Lui seul (l’enthousiasme) est mon flambeau dans cette nuit profonde
Et mieux que la raison il m’explique le monde…


Et puis, l’on n’a qu’à regarder autour de soi. L’homme n’est pas seul sur cette terre. Dieu est partout à côté de lui, dans l’univers, laissons le cœur lire dans la nature, cette médiatrice entre la Divinité et l’homme, cette inépuisable consolatrice de l’homme, aux beautés de laquelle l’homme ne saurait résister, cet hymne éternel à la gloire de Dieu…
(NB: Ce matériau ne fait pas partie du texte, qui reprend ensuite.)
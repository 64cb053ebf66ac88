//! MedBot web server.
//!
//! Usage:
//!   cargo run -p medbot-web
//!   cargo run -p medbot-web -- --port 8080 --catalog my-catalog.toml

use std::{path::PathBuf, sync::Arc};

use clap::Parser;
use tracing::info;
use tracing_subscriber::EnvFilter;

use medbot_catalog::KeywordRouter;
use medbot_web::{build_router, AppState, DEFAULT_SERVICE_NAME};

/// MedBot browser chat demo.
#[derive(Parser)]
#[command(name = "medbot-web", about = "MedBot browser chat demo")]
struct Args {
    /// Address to bind.
    #[arg(long, default_value = "0.0.0.0")]
    host: String,

    #[arg(long, default_value_t = 5000)]
    port: u16,

    /// Answer from this TOML catalog instead of the builtin one.
    #[arg(long, value_name = "PATH")]
    catalog: Option<PathBuf>,

    /// Name reported by GET /health.
    #[arg(long, default_value = DEFAULT_SERVICE_NAME)]
    service_name: String,
}

#[tokio::main]
async fn main() {
    tracing_subscriber::fmt()
        .with_env_filter(
            EnvFilter::try_from_default_env().unwrap_or_else(|_| EnvFilter::new("info")),
        )
        .with_target(false)
        .compact()
        .init();

    let args = Args::parse();

    let router = match KeywordRouter::load(args.catalog.as_deref()) {
        Ok(r) => r,
        Err(e) => {
            eprintln!("medbot-web error: {}", e);
            std::process::exit(1);
        }
    };
    info!(rules = router.rules().len(), "response catalog loaded");

    let app = build_router(Arc::new(AppState::new(router, args.service_name)));

    let addr = format!("{}:{}", args.host, args.port);
    let listener = match tokio::net::TcpListener::bind(&addr).await {
        Ok(l) => l,
        Err(e) => {
            eprintln!("medbot-web error: cannot bind {}: {}", addr, e);
            std::process::exit(1);
        }
    };

    info!(%addr, "MedBot web interface listening");
    if let Err(e) = axum::serve(listener, app).await {
        eprintln!("medbot-web error: {}", e);
        std::process::exit(1);
    }
}
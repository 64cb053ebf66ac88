//! The chat session: one conversation driven turn by turn.
//!
//! Every adapter runs the same sequence per turn:
//!
//!   input → Responder::route → append(user) → append(assistant) → reply
//!
//! The responder is stateless and shared; the transcript belongs to the
//! session and is dropped with it.

use std::sync::Arc;

use tracing::debug;

use medbot_contracts::{
    error::MedbotResult,
    message::{Message, Role},
    session::SessionId,
};

use crate::traits::{Responder, TranscriptStore};

/// Drives one conversation against a shared responder.
///
/// Construct one session per console run, per HTTP request, or per test.
pub struct ChatSession {
    session_id: SessionId,
    responder: Arc<dyn Responder>,
    transcript: Box<dyn TranscriptStore>,
}

impl ChatSession {
    pub fn new(
        session_id: SessionId,
        responder: Arc<dyn Responder>,
        transcript: Box<dyn TranscriptStore>,
    ) -> Self {
        Self { session_id, responder, transcript }
    }

    pub fn session_id(&self) -> &SessionId {
        &self.session_id
    }

    /// Answer one user message and record both sides of the exchange.
    ///
    /// # Errors
    ///
    /// Returns `MedbotError::TranscriptWriteFailed` if the store rejects a
    /// write. Routing itself cannot fail.
    pub fn turn(&self, input: &str) -> MedbotResult<String> {
        let reply = self.responder.route(input).to_string();

        self.transcript.append(Role::User, input)?;
        self.transcript.append(Role::Assistant, &reply)?;

        debug!(
            session_id = %self.session_id,
            input_len = input.len(),
            reply_len = reply.len(),
            "turn recorded"
        );

        Ok(reply)
    }

    /// The conversation so far, oldest message first.
    pub fn history(&self) -> MedbotResult<Vec<Message>> {
        self.transcript.all()
    }
}
//! Core trait definitions for MedBot.
//!
//! These three traits are the seams between the pieces of the system:
//!
//! - `Responder`        : maps user text to exactly one reply (the router)
//! - `TranscriptStore`  : append-only record of a conversation
//! - `ExecutionContext` : what the hosted AI service reads from a request
//!
//! Adapters depend on the traits, never on the concrete implementations, so
//! the console, the self-check harness and the web server share one code path.

use std::collections::BTreeMap;

use medbot_contracts::{
    error::MedbotResult,
    message::{ChatPayload, Message, Role},
};

/// Produces the reply for a single user message.
///
/// Implementations must be total and side-effect free: every input,
/// including the empty string, yields exactly one non-empty reply. History
/// is never consulted.
pub trait Responder: Send + Sync {
    fn route(&self, input: &str) -> &str;
}

/// The transcript of one conversation session.
///
/// Append is the only mutator. Messages are never edited or removed, and
/// `all()` returns them in the order they were appended.
pub trait TranscriptStore: Send + Sync {
    /// Record one message at the end of the transcript.
    fn append(&self, role: Role, content: &str) -> MedbotResult<()>;

    /// Every message recorded so far, oldest first.
    fn all(&self) -> MedbotResult<Vec<Message>>;
}

/// The request context the hosted AI service is invoked with.
///
/// The production deployment receives one of these from its serverless
/// runtime. Here it is implemented by `MockContext` for tests and by the web
/// adapter for live HTTP requests.
pub trait ExecutionContext: Send + Sync {
    /// Mint a fresh bearer token for the downstream service.
    fn generate_token(&self) -> String;

    /// The bearer token attached to the current request.
    fn get_token(&self) -> String;

    /// The conversation payload of the current request.
    fn get_json(&self) -> ChatPayload;

    /// Request headers, keyed by header name.
    fn get_headers(&self) -> BTreeMap<String, String>;
}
Espérons donc ! Quand Dieu n’a rien oublié au monde, peut-il avoir oublié l’homme ? Le poète s’attache de toutes ses forces à cette pensée consolatrice. Son cœur ne voudra plus être que confiance illimitée, qu’espoir ! Il faut que Dieu soit, le poète le désire du fond de son cœur, il le veut… et impose son vouloir à toute la nature. Il tourne ses yeux vers l’image grandiose que lui a tracée son cœur, et semble l’implorer d’une voix douloureusement touchante : « Existe ! » — « Existe, et souviens-toi de l’âme humaine !… »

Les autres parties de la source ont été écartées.